Alternative glycosylation modulates function of IgG and other proteins — Implications on evolution and disease

• Published in: Biochimica et biophysica acta Vol. 1820; no. 9; pp. 1318 - 1326
• Main Authors: Gornik, Olga, Pavić, Tamara, Lauc, Gordan
• Format: Journal Article
• Language: English
• Published: Netherlands Elsevier B.V 01.09.2012
• Subjects: Animals; biochemical pathways; Biological Evolution; Biosynthetic Pathways - physiology; Disease; Disease - etiology; DNA; enzymes; Evolution; genes; Glycan; Glycome; Glycoprotein; Glycoproteins - chemistry; Glycoproteins - metabolism; Glycoproteins - physiology; Glycosylation; Humans; immunoglobulin G; Immunoglobulin G - chemistry; Immunoglobulin G - metabolism; Immunoglobulin G - physiology; Models, Biological; mutation; polysaccharides; Polysaccharides - metabolism; Protein glycosylation; protein structure; Structure-Activity Relationship; Evolution; Protein glycosylation; Disease; Glycome; Glycan; Glycoprotein
• ISSN: 0304-4165; 0006-3002; 1872-8006
• DOI: 10.1016/j.bbagen.2011.12.004

Nearly all membrane and secreted proteins, as well as numerous intracellular proteins are glycosylated. However, contrary to proteins which are defined by their individual genetic templates, glycans are encoded in a complex dynamic network of hundreds of genes which participate in the complex biosynthetic pathway of protein glycosylation. This review summarizes present knowledge about the importance of alternative glycosylation of IgG and other proteins.

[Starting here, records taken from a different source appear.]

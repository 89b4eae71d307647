//! Color adjustments applied by the filter stage.
//!
//! Saturation, brightness and contrast run in that order. Each takes a
//! signed percentage in -100..=100; zero leaves the image untouched. Alpha
//! is never modified.

use image::RgbaImage;

use super::operations::FilterAdjustments;

pub fn apply(img: &mut RgbaImage, adjustments: &FilterAdjustments) {
    if adjustments.saturation != 0 {
        adjust_saturation(img, adjustments.saturation as f64);
    }
    if adjustments.brightness != 0 {
        adjust_brightness(img, adjustments.brightness as f64);
    }
    if adjustments.contrast != 0 {
        adjust_contrast(img, adjustments.contrast as f64);
    }
}

/// Scale HSL saturation by `1 + percentage/100`, capped at full saturation.
pub fn adjust_saturation(img: &mut RgbaImage, percentage: f64) {
    let multiplier = 1.0 + percentage.clamp(-100.0, 100.0) / 100.0;
    for pixel in img.pixels_mut() {
        let (h, s, l) = rgb_to_hsl(pixel[0], pixel[1], pixel[2]);
        let (r, g, b) = hsl_to_rgb(h, (s * multiplier).clamp(0.0, 1.0), l);
        pixel[0] = r;
        pixel[1] = g;
        pixel[2] = b;
    }
}

/// Shift every channel by `255 * percentage/100`.
pub fn adjust_brightness(img: &mut RgbaImage, percentage: f64) {
    let shift = 255.0 * percentage.clamp(-100.0, 100.0) / 100.0;
    let lut: [u8; 256] = std::array::from_fn(|i| clamp_u8(i as f64 + shift));
    apply_lut(img, &lut);
}

/// Stretch or compress channel values around the midpoint.
///
/// -100 collapses to flat gray, +100 is a hard threshold at 50%.
pub fn adjust_contrast(img: &mut RgbaImage, percentage: f64) {
    let v = (100.0 + percentage.clamp(-100.0, 100.0)) / 100.0;
    let lut: [u8; 256] = std::array::from_fn(|i| {
        let c = i as f64 / 255.0;
        if (0.0..=1.0).contains(&v) {
            clamp_u8((0.5 + (c - 0.5) * v) * 255.0)
        } else if v > 1.0 && v < 2.0 {
            clamp_u8((0.5 + (c - 0.5) * (1.0 / (2.0 - v))) * 255.0)
        } else if c >= 0.5 {
            255
        } else {
            0
        }
    });
    apply_lut(img, &lut);
}

fn apply_lut(img: &mut RgbaImage, lut: &[u8; 256]) {
    for pixel in img.pixels_mut() {
        for channel in pixel.0.iter_mut().take(3) {
            *channel = lut[*channel as usize];
        }
    }
}

fn clamp_u8(value: f64) -> u8 {
    value.round().clamp(0.0, 255.0) as u8
}

fn rgb_to_hsl(r: u8, g: u8, b: u8) -> (f64, f64, f64) {
    let r = r as f64 / 255.0;
    let g = g as f64 / 255.0;
    let b = b as f64 / 255.0;

    let max = r.max(g).max(b);
    let min = r.min(g).min(b);
    let l = (max + min) / 2.0;

    if max == min {
        return (0.0, 0.0, l);
    }

    let d = max - min;
    let s = if l > 0.5 {
        d / (2.0 - max - min)
    } else {
        d / (max + min)
    };

    let h = if max == r {
        (g - b) / d + if g < b { 6.0 } else { 0.0 }
    } else if max == g {
        (b - r) / d + 2.0
    } else {
        (r - g) / d + 4.0
    };

    (h / 6.0, s, l)
}

fn hsl_to_rgb(h: f64, s: f64, l: f64) -> (u8, u8, u8) {
    if s == 0.0 {
        let v = clamp_u8(l * 255.0);
        return (v, v, v);
    }

    let q = if l < 0.5 {
        l * (1.0 + s)
    } else {
        l + s - l * s
    };
    let p = 2.0 * l - q;

    let hue_to_channel = |mut t: f64| -> f64 {
        if t < 0.0 {
            t += 1.0;
        }
        if t > 1.0 {
            t -= 1.0;
        }
        if t < 1.0 / 6.0 {
            p + (q - p) * 6.0 * t
        } else if t < 0.5 {
            q
        } else if t < 2.0 / 3.0 {
            p + (q - p) * (2.0 / 3.0 - t) * 6.0
        } else {
            p
        }
    };

    (
        clamp_u8(hue_to_channel(h + 1.0 / 3.0) * 255.0),
        clamp_u8(hue_to_channel(h) * 255.0),
        clamp_u8(hue_to_channel(h - 1.0 / 3.0) * 255.0),
    )
}

#[cfg(test)]
mod tests {
    use super::*;
    use image::Rgba;

    fn single(pixel: [u8; 4]) -> RgbaImage {
        RgbaImage::from_pixel(1, 1, Rgba(pixel))
    }

    #[test]
    fn test_hsl_round_trip() {
        for rgb in [(255, 0, 0), (12, 200, 99), (128, 128, 128), (0, 0, 0), (250, 240, 10)] {
            let (h, s, l) = rgb_to_hsl(rgb.0, rgb.1, rgb.2);
            assert_eq!(hsl_to_rgb(h, s, l), rgb);
        }
    }

    #[test]
    fn test_full_desaturation_is_gray() {
        let mut img = single([200, 40, 90, 77]);
        adjust_saturation(&mut img, -100.0);
        let p = img.get_pixel(0, 0);
        assert_eq!(p[0], p[1]);
        assert_eq!(p[1], p[2]);
        assert_eq!(p[3], 77);
    }

    #[test]
    fn test_saturation_increase_spreads_channels() {
        let mut img = single([150, 110, 100, 255]);
        adjust_saturation(&mut img, 80.0);
        let p = img.get_pixel(0, 0);
        assert!(p[0] as i32 - p[2] as i32 > 50);
    }

    #[test]
    fn test_brightness_shifts_and_clamps() {
        let mut img = single([10, 128, 250, 255]);
        adjust_brightness(&mut img, 10.0);
        assert_eq!(*img.get_pixel(0, 0), Rgba([36, 154, 255, 255]));

        let mut dark = single([10, 128, 250, 255]);
        adjust_brightness(&mut dark, -100.0);
        assert_eq!(*dark.get_pixel(0, 0), Rgba([0, 0, 0, 255]));
    }

    #[test]
    fn test_contrast_minimum_is_flat_gray() {
        let mut img = single([0, 100, 255, 255]);
        adjust_contrast(&mut img, -100.0);
        let p = img.get_pixel(0, 0);
        assert_eq!((p[0], p[1], p[2]), (128, 128, 128));
    }

    #[test]
    fn test_contrast_maximum_thresholds() {
        let mut img = single([100, 127, 128, 255]);
        adjust_contrast(&mut img, 100.0);
        assert_eq!(*img.get_pixel(0, 0), Rgba([0, 0, 255, 255]));
    }

    #[test]
    fn test_contrast_increase_moves_away_from_midpoint() {
        let mut img = single([64, 192, 128, 255]);
        adjust_contrast(&mut img, 50.0);
        let p = img.get_pixel(0, 0);
        assert!(p[0] < 64);
        assert!(p[1] > 192);
    }

    #[test]
    fn test_zero_adjustments_are_noop() {
        let mut img = RgbaImage::from_fn(4, 4, |x, y| Rgba([x as u8 * 60, y as u8 * 60, 33, 200]));
        let before = img.clone();
        apply(&mut img, &FilterAdjustments::default());
        assert_eq!(img, before);
    }
}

Numerous proteins depend on correct glycosylation for proper function. Very good example for this is the alternative glycosylation of IgG whose effector functions can be completely changed by the addition or removal of a single monosaccharide residue from its glycans. The change in the structure of a protein requires mutations in DNA and subsequent selection in the next generation, while even slight alterations in activity or intracellular localization of one or more biosynthetic enzymes are sufficient for the creation of novel glycan structures, which can then perform new functions. Glycome composition varies significantly between individuals, which makes them slightly or even significantly different in their ability to execute specific molecular pathways with numerous implications for development and progression of various diseases. This article is part of a Special Issue entitled Glycoproteomics. ► Glycans are encoded in a complex dynamic network of hundreds of genes. ► Glycome composition varies significantly between individuals. ► Alternative glycosylation modulates function of numerous proteins.